Faced with all this, we communists do not have high-sounding or demagogic recipes for success. We have a prospect to indicate, that is amply confirmed by the same hard facts of daily life: the unstoppable progress of the economic crisis, the deterioration of all working and living conditions, the approach of a new world bloodbath. And we have a programme of struggle to confirm: the capitalist mode of production must be overthrown before it proceeds to massacre millions of proletarians once again (risking at the same time to destroy itself and with it the human species); its defeat can only be brought about by a proletariat that takes up the fight again in its own immediate and future interests and can only come about under the guidance of a newly restored world communist party, to whose extension and entrenchment the more aware of the proletarians and the avant-garde in the struggle must give their vital contribution; the capitalist mode of production must be replaced by a classless society, if humanity wishes to survive.

This means:

* The relentless defence of living and working conditions, using the classical arms of the class struggle: strikes with a deep, long-lasting and widespread effect; the blockage of production and services; unification, centralization, generalization and organization of fights beyond the limits of the individual company, category, sector; effective unity between employed proletarians and the unemployed, those “born and bred” in the country and immigrants, men and women, young and old; a strike fund to support the action; the defence and protection of proletarians suffering state repression and of their families. An attack on the individual is an attack on everyone.

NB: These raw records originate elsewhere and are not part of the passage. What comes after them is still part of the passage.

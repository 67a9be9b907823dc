//! Chaotic keystream generation using the logistic map
//! `x(n+1) = mu * x(n) * (1 - x(n))` with `mu` in the chaotic regime.
//!
//! The map is iterated in fixed-point arithmetic (Q0.64 state, Q64.64
//! parameter) so that a given seed produces a bit-identical sequence on
//! every platform; a floating-point recurrence would be at the mercy of
//! rounding differences. Two streams built from the same seed yield
//! identical draws for any length, which is what makes every decode the
//! exact inverse of its encode.

use crate::key::KeySeed;

/// 1.0 in Q64.64.
const ONE: u128 = 1 << 64;

/// mu lower bound, 3.8 in Q64.64. Together with `MU_SPAN` this keeps the
/// map inside [3.8, 4.0), a strongly chaotic band.
const MU_MIN: u128 = (19 * ONE) / 5;

/// mu derivation span, 0.2 in Q64.64.
const MU_SPAN: u128 = ONE / 5;

/// x0 lower bound, 0.05 in Q0.64; the derived state lands in [0.05, 0.95)
/// away from the fixed points at 0 and 1.
const X_MIN: u64 = (ONE / 20) as u64;

/// x0 derivation span, 0.9 in Q0.64.
const X_SPAN: u128 = (9 * ONE) / 10;

/// Iterations discarded after seeding, before any output is drawn.
const WARMUP: usize = 1000;

/// Replacement state should truncation ever drive the iterate to the
/// absorbing fixed point at zero.
const REINJECT: u64 = 0x9E37_79B9_7F4A_7C15;

/// Logistic-map keystream generator.
///
/// One instance is constructed per operation and owned exclusively by that
/// call; there is no shared or global map state.
pub struct ChaoticStream {
    /// Current iterate, Q0.64.
    x: u64,
    /// Map parameter, Q64.64.
    mu: u128,
}

impl ChaoticStream {
    /// Build a stream from derived seed material.
    ///
    /// The initial state comes from the first eight seed bytes and the map
    /// parameter from the next eight, each mapped into its safe band. The
    /// transient is skipped so output starts well inside the attractor.
    pub fn from_seed(seed: &KeySeed) -> Self {
        let bytes = seed.as_bytes();
        let x_frac = u64::from_be_bytes(bytes[0..8].try_into().unwrap());
        let mu_frac = u64::from_be_bytes(bytes[8..16].try_into().unwrap());

        let x = X_MIN + ((x_frac as u128 * X_SPAN) >> 64) as u64;
        let mu = MU_MIN + ((mu_frac as u128 * MU_SPAN) >> 64);

        let mut stream = Self { x, mu };
        for _ in 0..WARMUP {
            stream.step();
        }
        stream
    }

    /// Advance the map one iteration and return the new state.
    ///
    /// Computes `x' = mu * x * (1 - x)` in Q64.64:
    /// `t = x * (1 - x)` keeps 64 fractional bits, then the `mu` product is
    /// renormalized back to Q0.64.
    fn step(&mut self) -> u64 {
        let x = self.x as u128;
        let t = (x * (ONE - x)) >> 64;
        self.x = ((self.mu * t) >> 64) as u64;
        if self.x == 0 {
            self.x = REINJECT;
        }
        self.x
    }

    /// Next keystream byte, quantized from the iterate.
    pub fn next_byte(&mut self) -> u8 {
        (self.step() >> 24) as u8
    }

    /// Next index in `[0, bound)`.
    ///
    /// Multiply-shift quantization rather than modulo reduction, so no
    /// residue class is favored. `bound` must be nonzero.
    pub fn next_index(&mut self, bound: usize) -> usize {
        debug_assert!(bound > 0);
        ((self.step() as u128 * bound as u128) >> 64) as usize
    }

    /// Generate a permutation of `0..len` by Fisher-Yates, driven by the
    /// chaotic stream. Every position appears exactly once, so repeated
    /// draws never collide.
    pub fn permutation(&mut self, len: usize) -> Vec<usize> {
        let mut perm: Vec<usize> = (0..len).collect();
        for i in (1..len).rev() {
            let j = self.next_index(i + 1);
            perm.swap(i, j);
        }
        perm
    }
}

#[cfg(test)]
mod tests {
    use super::*;
    use crate::key;

    #[test]
    fn test_determinism() {
        let seed = key::derive("test_password").unwrap();
        let mut a = ChaoticStream::from_seed(&seed);
        let mut b = ChaoticStream::from_seed(&seed);

        for _ in 0..1000 {
            assert_eq!(a.next_byte(), b.next_byte());
        }
    }

    #[test]
    fn test_seed_sensitivity() {
        let mut a = ChaoticStream::from_seed(&key::derive("password1").unwrap());
        let mut b = ChaoticStream::from_seed(&key::derive("password2").unwrap());

        let draws_a: Vec<u8> = (0..64).map(|_| a.next_byte()).collect();
        let draws_b: Vec<u8> = (0..64).map(|_| b.next_byte()).collect();
        assert_ne!(draws_a, draws_b);
    }

    #[test]
    fn test_index_range() {
        let seed = key::derive("test").unwrap();
        let mut stream = ChaoticStream::from_seed(&seed);
        for bound in [1usize, 2, 3, 7, 256, 10_000] {
            for _ in 0..100 {
                assert!(stream.next_index(bound) < bound);
            }
        }
    }

    #[test]
    fn test_permutation_validity() {
        let seed = key::derive("test").unwrap();
        let mut stream = ChaoticStream::from_seed(&seed);
        let perm = stream.permutation(1000);

        assert_eq!(perm.len(), 1000);
        let mut sorted = perm.clone();
        sorted.sort_unstable();
        sorted.dedup();
        assert_eq!(sorted.len(), 1000);
    }

    #[test]
    fn test_permutation_restartable() {
        let seed = key::derive("same seed").unwrap();
        let p1 = ChaoticStream::from_seed(&seed).permutation(512);
        let p2 = ChaoticStream::from_seed(&seed).permutation(512);
        assert_eq!(p1, p2);
    }

    #[test]
    fn test_state_never_sticks_at_zero() {
        let seed = key::derive("zero orbit probe").unwrap();
        let mut stream = ChaoticStream::from_seed(&seed);
        let mut nonzero = 0;
        for _ in 0..10_000 {
            if stream.next_byte() != 0 {
                nonzero += 1;
            }
        }
        // A stalled map would emit a constant stream of zero bytes
        assert!(nonzero > 5000);
    }
}
//! # Status Commands
//!
//! Connection probe, per-operation status and the error banner.

use serde::Serialize;

use crate::state::{ConnectionProbe, ConnectionStatus, Operation, OperationStatus, RegistryState};

#[derive(Debug, Clone, PartialEq, Serialize)]
#[serde(rename_all = "camelCase")]
pub struct OperationDto {
    pub operation: String,
    pub state: String,
    pub message: Option<String>,
}

impl OperationDto {
    fn new(op: Operation, status: OperationStatus) -> Self {
        let (state, message) = match status {
            OperationStatus::Idle => ("idle", None),
            OperationStatus::Loading => ("loading", None),
            OperationStatus::Failed(message) => ("failed", Some(message)),
        };
        OperationDto {
            operation: format!("{:?}", op),
            state: state.to_string(),
            message,
        }
    }
}

#[derive(Debug, Clone, PartialEq, Serialize)]
#[serde(rename_all = "camelCase")]
pub struct StatusDto {
    pub connection: ConnectionStatus,
    pub loading: bool,
    pub error: Option<String>,
    pub operations: Vec<OperationDto>,
}

/// Snapshot of everything the status bar shows. Does not probe.
pub fn get_status(probe: &ConnectionProbe, state: Option<&RegistryState>) -> StatusDto {
    StatusDto {
        connection: probe.status(),
        loading: state.is_some_and(RegistryState::loading),
        error: state.and_then(RegistryState::error),
        operations: state
            .map(|s| {
                Operation::ALL
                    .into_iter()
                    .map(|op| OperationDto::new(op, s.status(op)))
                    .collect()
            })
            .unwrap_or_default(),
    }
}

/// Runs the probe again.
pub async fn retry_connection(probe: &ConnectionProbe) -> ConnectionStatus {
    probe.retry().await
}

pub fn dismiss_error(state: &RegistryState) {
    state.dismiss_error();
}
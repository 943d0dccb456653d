//! # Connection Probe
//!
//! Checks whether the hosted service answers, with a manual retry.
//!
//! ```text
//! new() ──► Checking ──► check() ──┬── ping ok ──► Connected
//!                                  └── error   ──► Error(message)
//!                                                      │
//!                                        retry() ◄─────┘  (user action)
//! ```
//!
//! No backoff and no automatic retry.

use std::sync::{Mutex, MutexGuard};

use serde::Serialize;
use tracing::{info, warn};

use ganadera_remote::{ConfigError, Remote};

#[derive(Debug, Clone, PartialEq, Eq, Serialize)]
#[serde(tag = "state", content = "message", rename_all = "camelCase")]
pub enum ConnectionStatus {
    Checking,
    Connected,
    Error(String),
}

#[derive(Debug)]
pub struct ConnectionProbe {
    remote: Option<Remote>,
    config_error: Option<ConfigError>,
    status: Mutex<ConnectionStatus>,
}

impl ConnectionProbe {
    pub fn new(remote: Remote) -> Self {
        ConnectionProbe {
            remote: Some(remote),
            config_error: None,
            status: Mutex::new(ConnectionStatus::Checking),
        }
    }

    /// A probe for a registry that could not be configured. Every check
    /// reports the configuration message.
    pub fn unconfigured(error: ConfigError) -> Self {
        let status = ConnectionStatus::Error(error.to_string());
        ConnectionProbe {
            remote: None,
            config_error: Some(error),
            status: Mutex::new(status),
        }
    }

    fn lock(&self) -> MutexGuard<'_, ConnectionStatus> {
        self.status.lock().unwrap_or_else(|poisoned| poisoned.into_inner())
    }

    pub fn status(&self) -> ConnectionStatus {
        self.lock().clone()
    }

    /// Issues the minimal read and records the result.
    pub async fn check(&self) -> ConnectionStatus {
        *self.lock() = ConnectionStatus::Checking;

        let status = match (&self.remote, &self.config_error) {
            (Some(remote), _) => match remote.ping().await {
                Ok(()) => {
                    info!("Connected to data service");
                    ConnectionStatus::Connected
                }
                Err(e) => {
                    warn!(error = %e, "Data service unreachable");
                    ConnectionStatus::Error(e.to_string())
                }
            },
            (None, Some(e)) => ConnectionStatus::Error(e.to_string()),
            (None, None) => ConnectionStatus::Error("No data service configured".to_string()),
        };

        *self.lock() = status.clone();
        status
    }

    /// Same probe again.
    pub async fn retry(&self) -> ConnectionStatus {
        self.check().await
    }
}

#[cfg(test)]
mod tests {
    use super::*;
    use ganadera_remote::MemoryStore;

    #[tokio::test]
    async fn test_check_and_retry() {
        let store = MemoryStore::new();
        let probe = ConnectionProbe::new(Remote::in_memory(store.clone()));
        assert_eq!(probe.status(), ConnectionStatus::Checking);

        store.fail_next("relation \"socios\" does not exist");
        assert_eq!(
            probe.check().await,
            ConnectionStatus::Error("relation \"socios\" does not exist".to_string())
        );

        assert_eq!(probe.retry().await, ConnectionStatus::Connected);
        assert_eq!(probe.status(), ConnectionStatus::Connected);
    }

    #[tokio::test]
    async fn test_unconfigured_reports_config_message() {
        let probe = ConnectionProbe::unconfigured(ConfigError::Missing("SUPABASE_URL"));
        match probe.retry().await {
            ConnectionStatus::Error(message) => assert!(message.contains("SUPABASE_URL")),
            other => panic!("unexpected status {:?}", other),
        }
    }
}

* An open battle to win large rises in wages, bigger ones for the worst-paid categories, and drastic reductions in working hours, at the same wage.

* The rebirth of rank-and-file organisms capable of organizing proletarian action and battles effectively, in opposition to the complete betrayal of the official unions.

* The interruption and boycotting of any type of solidarity with capital on all levels (company interests, the national economy, preparations for war, patriotic and military propaganda however disguised, mobilization and intervention) and the re-affirmation of the only possible solidarity for proletarians: international and class solidarity. Not a single man for capital’s war mongering.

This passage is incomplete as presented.